═══ INFORMATION SUPPLIED ═══

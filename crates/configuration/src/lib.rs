use crate::error::ConfigError;
use std::path::Path;

// Declare the modules that make up this crate.
pub mod error;
pub mod settings;
pub mod telemetry;

// Re-export the core types to provide a clean public API.
pub use settings::{AnalyticsSettings, LoggingSettings, PricingSettings, Settings};
pub use telemetry::init_tracing;

/// Prefix for environment overrides, e.g. `INSIGHTS__ANALYTICS__TOP_N=10`.
pub const ENV_PREFIX: &str = "INSIGHTS";

/// Loads the application configuration from `config.toml` in the working directory.
///
/// The file is optional. Environment variables override it, and the result is
/// validated before being returned.
pub fn load_config() -> Result<Settings, ConfigError> {
    load_config_from("config.toml")
}

/// Same as [`load_config`] but reads the given file instead.
pub fn load_config_from(path: impl AsRef<Path>) -> Result<Settings, ConfigError> {
    let path = path.as_ref();
    let builder = config::Config::builder()
        .add_source(config::File::from(path).required(false))
        .add_source(
            config::Environment::with_prefix(ENV_PREFIX)
                .prefix_separator("__")
                .separator("__")
                .try_parsing(true),
        )
        .build()?;

    // Attempt to deserialize the entire configuration into our `Settings` struct
    let settings = builder.try_deserialize::<Settings>()?;
    settings.validate()?;

    tracing::debug!(path = %path.display(), "Configuration loaded.");
    Ok(settings)
}

impl Settings {
    /// Parses settings from an in-memory TOML document, without environment overrides.
    pub fn from_toml_str(toml: &str) -> Result<Self, ConfigError> {
        let settings = config::Config::builder()
            .add_source(config::File::from_str(toml, config::FileFormat::Toml))
            .build()?
            .try_deserialize::<Settings>()?;
        settings.validate()?;
        Ok(settings)
    }
}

═══

Look through the records for the word "builder". Every line that has it should be copied.

* **WRITTEN SOLUTION**
    let builder = config::Config::builder()
    let settings = builder.try_deserialize::<Settings>()?;
        let settings = config::Config::builder()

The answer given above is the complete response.